──────── INPUT MATERIAL
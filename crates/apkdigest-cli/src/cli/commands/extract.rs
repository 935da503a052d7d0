//! `apkdigest extract <archive>` – print the digest from one archive.

use anyhow::{Context, Result};
use apkdigest_core::manifest::DigestSpec;
use apkdigest_core::report::DigestReport;
use apkdigest_core::task;
use std::path::Path;

use crate::cli::Outcome;

/// Extracts on the blocking pool and prints the digest (or a JSON report).
pub async fn run_extract(archive: &Path, spec: &DigestSpec, json: bool) -> Result<Outcome> {
    let result = task::extract_in_background(archive.to_path_buf(), spec.clone())
        .await
        .context("extraction worker")?;

    if json {
        let report = DigestReport::from_result(&result).with_archive(archive);
        println!("{}", report.to_json()?);
        return Ok(Outcome::Done);
    }

    match result {
        Ok(digest) => {
            println!("{digest}");
            Ok(Outcome::Done)
        }
        Err(e) => {
            tracing::info!(archive = %archive.display(), "no digest: {}", e);
            eprintln!("no digest in {}: {}", archive.display(), e);
            Ok(Outcome::Absent)
        }
    }
}
//! `apkdigest config` – show where the config lives and what it says.

use anyhow::Result;
use apkdigest_core::config::{self, ApkDigestConfig};

use crate::cli::Outcome;

pub fn run_config(cfg: &ApkDigestConfig) -> Result<Outcome> {
    println!("# {}", config::config_path()?.display());
    print!("{}", cfg.to_toml_string()?);
    Ok(Outcome::Done)
}
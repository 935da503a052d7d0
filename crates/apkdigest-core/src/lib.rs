pub mod config;
pub mod logging;

pub mod extract;
pub mod locate;
pub mod manifest;
pub mod report;
pub mod task;

pub use extract::{extract_digest, extract_from_reader, try_extract_digest, ExtractError};
pub use manifest::DigestSpec;
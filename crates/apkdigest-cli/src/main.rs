use apkdigest_core::logging;

mod cli;

use crate::cli::{CliCommand, Outcome};

#[tokio::main]
async fn main() {
    // Initialize logging as early as possible.
    if let Err(err) = logging::init_logging() {
        logging::init_logging_stderr();
        tracing::warn!("file logging unavailable, using stderr: {:#}", err);
    }

    // Parse CLI and dispatch.
    match CliCommand::run_from_args().await {
        Ok(Outcome::Done) => {}
        Ok(Outcome::Absent) => std::process::exit(1),
        Err(err) => {
            eprintln!("apkdigest error: {:#}", err);
            std::process::exit(2);
        }
    }
}
//! Result sink contract.

use crate::extract::ExtractError;

/// Consumer of an extraction result.
pub trait ResultSink {
    /// Called with the digest when extraction succeeds.
    fn on_digest(&mut self, digest: String);

    /// Called when no digest was produced. Ignored unless overridden.
    fn on_absent(&mut self, _reason: &ExtractError) {}
}

/// Sink that keeps a fallback value until a digest arrives.
#[derive(Debug, Clone, PartialEq, Eq)]
pub struct DigestSlot {
    value: String,
    delivered: bool,
}

impl DigestSlot {
    pub fn new(fallback: impl Into<String>) -> Self {
        Self {
            value: fallback.into(),
            delivered: false,
        }
    }

    /// Current digest, or the fallback if none was delivered.
    pub fn value(&self) -> &str {
        &self.value
    }

    pub fn is_delivered(&self) -> bool {
        self.delivered
    }
}

impl Default for DigestSlot {
    fn default() -> Self {
        Self::new("unknown")
    }
}

impl ResultSink for DigestSlot {
    fn on_digest(&mut self, digest: String) {
        self.value = digest;
        self.delivered = true;
    }
}
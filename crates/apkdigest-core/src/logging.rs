//! Logging init: file under the XDG state dir, or stderr when that is not possible.

use anyhow::{Context, Result};
use std::fs;
use std::io;
use std::path::PathBuf;
use tracing_subscriber::fmt::writer::BoxMakeWriter;
use tracing_subscriber::fmt::MakeWriter;
use tracing_subscriber::EnvFilter;

const DEFAULT_FILTER: &str = "info,apkdigest=debug";

/// Writer that is either the log file or stderr (used when the file handle cannot be cloned).
enum FileOrStderr {
    File(fs::File),
    Stderr,
}

impl io::Write for FileOrStderr {
    fn write(&mut self, buf: &[u8]) -> io::Result<usize> {
        match self {
            FileOrStderr::File(f) => f.write(buf),
            FileOrStderr::Stderr => io::stderr().lock().write(buf),
        }
    }

    fn flush(&mut self) -> io::Result<()> {
        match self {
            FileOrStderr::File(f) => f.flush(),
            FileOrStderr::Stderr => io::stderr().lock().flush(),
        }
    }
}

struct LogFile(fs::File);

impl<'a> MakeWriter<'a> for LogFile {
    type Writer = FileOrStderr;

    fn make_writer(&'a self) -> Self::Writer {
        self.0
            .try_clone()
            .map(FileOrStderr::File)
            .unwrap_or(FileOrStderr::Stderr)
    }
}

/// `RUST_LOG` if set, else the default filter.
fn env_filter() -> EnvFilter {
    EnvFilter::try_from_default_env().unwrap_or_else(|_| EnvFilter::new(DEFAULT_FILTER))
}

/// Path of the log file: `~/.local/state/apkdigest/apkdigest.log`.
pub fn log_path() -> Result<PathBuf> {
    let xdg_dirs = xdg::BaseDirectories::with_prefix("apkdigest")?;
    Ok(xdg_dirs.get_state_home().join("apkdigest.log"))
}

/// Initialize structured logging to the state-dir log file.
/// On failure (e.g. log dir unwritable), returns Err so the caller can fall back to stderr.
pub fn init_logging() -> Result<PathBuf> {
    let log_file_path = log_path()?;
    if let Some(dir) = log_file_path.parent() {
        fs::create_dir_all(dir).with_context(|| format!("create log dir {}", dir.display()))?;
    }

    let file = fs::OpenOptions::new()
        .create(true)
        .append(true)
        .open(&log_file_path)
        .with_context(|| format!("open log file {}", log_file_path.display()))?;

    tracing_subscriber::fmt()
        .with_env_filter(env_filter())
        .with_writer(BoxMakeWriter::new(LogFile(file)))
        .with_ansi(false)
        .try_init()
        .map_err(|e| anyhow::anyhow!("install log subscriber: {e}"))?;

    tracing::info!("apkdigest logging initialized at {}", log_file_path.display());

    Ok(log_file_path)
}

/// Initialize logging to stderr only. Use when init_logging() fails so the CLI doesn't crash.
pub fn init_logging_stderr() {
    let _ = tracing_subscriber::fmt()
        .with_env_filter(env_filter())
        .with_writer(io::stderr)
        .with_ansi(false)
        .try_init();
}
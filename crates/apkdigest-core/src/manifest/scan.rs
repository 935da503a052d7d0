//! Two-state line scanner over manifest text.

use std::io;

use crate::extract::ExtractError;

use super::DigestSpec;

/// Where the scanner is in the manifest.
#[derive(Debug, Clone, Copy, PartialEq, Eq)]
pub enum ScanState {
    /// No line containing the marker has been seen yet.
    Seeking,
    /// The previous line contained the marker; the current line decides.
    FoundMarker,
}

/// Outcome of feeding one line to the scanner.
#[derive(Debug, Clone, PartialEq, Eq)]
pub enum Step {
    /// Keep reading in the given state.
    Continue(ScanState),
    /// The line after the marker carried the digest.
    Digest(String),
    /// The line after the marker did not start with the header.
    Rejected,
}

/// Advance the scanner by one line.
pub fn step(state: ScanState, line: &str, spec: &DigestSpec) -> Step {
    match state {
        ScanState::Seeking if line.contains(spec.target_marker.as_str()) => {
            Step::Continue(ScanState::FoundMarker)
        }
        ScanState::Seeking => Step::Continue(ScanState::Seeking),
        ScanState::FoundMarker => match line.strip_prefix(spec.digest_header.as_str()) {
            Some(digest) => Step::Digest(digest.to_string()),
            None => Step::Rejected,
        },
    }
}

/// Run the scanner over a lazy line sequence (typically [`super::manifest_lines`]).
///
/// Stops at the first terminal step; lines after it are never pulled.
pub fn scan_lines<I>(lines: I, spec: &DigestSpec) -> Result<String, ExtractError>
where
    I: IntoIterator<Item = io::Result<String>>,
{
    let mut state = ScanState::Seeking;
    for line in lines {
        let line = line.map_err(ExtractError::Read)?;
        match step(state, &line, spec) {
            Step::Continue(next) => state = next,
            Step::Digest(digest) => return Ok(digest),
            Step::Rejected => return Err(ExtractError::DigestLineMissing),
        }
    }
    match state {
        ScanState::Seeking => Err(ExtractError::MarkerNotFound),
        ScanState::FoundMarker => Err(ExtractError::DigestLineMissing),
    }
}

#[cfg(test)]
mod tests {
    use super::*;
    use crate::manifest::manifest_lines;
    use std::io::Cursor;

    fn scan_bytes(bytes: &[u8]) -> Result<String, ExtractError> {
        scan_lines(manifest_lines(Cursor::new(bytes.to_vec())), &DigestSpec::default())
    }

    fn scan_text(text: &str) -> Result<String, ExtractError> {
        scan_bytes(text.as_bytes())
    }

    #[test]
    fn step_seeking_ignores_unrelated_lines() {
        let spec = DigestSpec::default();
        assert_eq!(
            step(ScanState::Seeking, "Manifest-Version: 1.0", &spec),
            Step::Continue(ScanState::Seeking)
        );
    }

    #[test]
    fn step_seeking_matches_marker_substring() {
        let spec = DigestSpec::default();
        assert_eq!(
            step(ScanState::Seeking, "Name: classes.dex", &spec),
            Step::Continue(ScanState::FoundMarker)
        );
    }

    #[test]
    fn step_found_marker_extracts_digest() {
        let spec = DigestSpec::default();
        assert_eq!(
            step(ScanState::FoundMarker, "SHA1-Digest: AbCdEf123==", &spec),
            Step::Digest("AbCdEf123==".to_string())
        );
    }

    #[test]
    fn step_found_marker_requires_prefix_at_line_start() {
        let spec = DigestSpec::default();
        assert_eq!(
            step(ScanState::FoundMarker, "X-SHA1-Digest: AbCdEf123==", &spec),
            Step::Rejected
        );
        assert_eq!(step(ScanState::FoundMarker, "", &spec), Step::Rejected);
    }

    #[test]
    fn scan_finds_digest_after_marker() {
        let text = "Manifest-Version: 1.0\n\
                    Created-By: 1.0 (Android)\n\
                    \n\
                    Name: res/layout/main.xml\n\
                    SHA1-Digest: aaaa\n\
                    \n\
                    Name: classes.dex\n\
                    SHA1-Digest: AbCdEf123==\n";
        assert_eq!(scan_text(text).unwrap(), "AbCdEf123==");
    }

    #[test]
    fn scan_handles_crlf_line_endings() {
        let text = "Manifest-Version: 1.0\r\n\r\nName: classes.dex\r\nSHA1-Digest: AbCdEf123==\r\n";
        assert_eq!(scan_text(text).unwrap(), "AbCdEf123==");
    }

    #[test]
    fn scan_handles_cr_only_line_endings() {
        let text = "Manifest-Version: 1.0\r\rName: classes.dex\rSHA1-Digest: AbCdEf123==\r\r";
        assert_eq!(scan_text(text).unwrap(), "AbCdEf123==");
    }

    #[test]
    fn scan_tolerates_invalid_utf8_in_other_sections() {
        let bytes: &[u8] = b"Manifest-Version: 1.0\n\n\
                             Name: res/caf\xe9.png\n\
                             SHA1-Digest: aaaa\n\n\
                             Name: classes.dex\n\
                             SHA1-Digest: AbCdEf123==\n";
        assert_eq!(scan_bytes(bytes).unwrap(), "AbCdEf123==");
    }

    #[test]
    fn scan_first_line_after_marker_is_authoritative() {
        let text = "Name: classes.dex\n\
                    SHA-256-Digest: zzzz\n\
                    SHA1-Digest: AbCdEf123==\n";
        assert!(matches!(scan_text(text), Err(ExtractError::DigestLineMissing)));
    }

    #[test]
    fn scan_blank_line_after_marker_rejects() {
        let text = "Name: classes.dex\n\nSHA1-Digest: AbCdEf123==\n";
        assert!(matches!(scan_text(text), Err(ExtractError::DigestLineMissing)));
    }

    #[test]
    fn scan_does_not_retry_later_marker() {
        let text = "Name: classes.dex\n\
                    Other: x\n\
                    \n\
                    Name: classes.dex\n\
                    SHA1-Digest: later==\n";
        assert!(matches!(scan_text(text), Err(ExtractError::DigestLineMissing)));
    }

    #[test]
    fn scan_marker_missing() {
        let text = "Manifest-Version: 1.0\n\nName: lib.so\nSHA1-Digest: aaaa\n";
        assert!(matches!(scan_text(text), Err(ExtractError::MarkerNotFound)));
    }

    #[test]
    fn scan_marker_on_last_line() {
        assert!(matches!(
            scan_text("Name: classes.dex"),
            Err(ExtractError::DigestLineMissing)
        ));
    }

    #[test]
    fn scan_stops_pulling_after_digest() {
        let lines = vec![
            Ok("Name: classes.dex".to_string()),
            Ok("SHA1-Digest: AbCdEf123==".to_string()),
            Err(io::Error::new(io::ErrorKind::Other, "never read")),
        ];
        assert_eq!(
            scan_lines(lines, &DigestSpec::default()).unwrap(),
            "AbCdEf123=="
        );
    }

    #[test]
    fn scan_read_error_propagates() {
        let lines = vec![
            Ok("Manifest-Version: 1.0".to_string()),
            Err(io::Error::new(io::ErrorKind::InvalidData, "bad utf-8")),
        ];
        assert!(matches!(
            scan_lines(lines, &DigestSpec::default()),
            Err(ExtractError::Read(_))
        ));
    }
}
//! CLI command handlers, one file per subcommand.

mod config;
mod extract;
mod locate;

pub use config::run_config;
pub use extract::run_extract;
pub use locate::run_locate;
────────────────
WHAT TO PRODUCE: Filter the entries down to the lines holding the string "ApkDigestConfig". Copy each of those lines.

TASK OUTPUT:
use apkdigest_core::config::{self, ApkDigestConfig};
pub fn run_config(cfg: &ApkDigestConfig) -> Result<Outcome> {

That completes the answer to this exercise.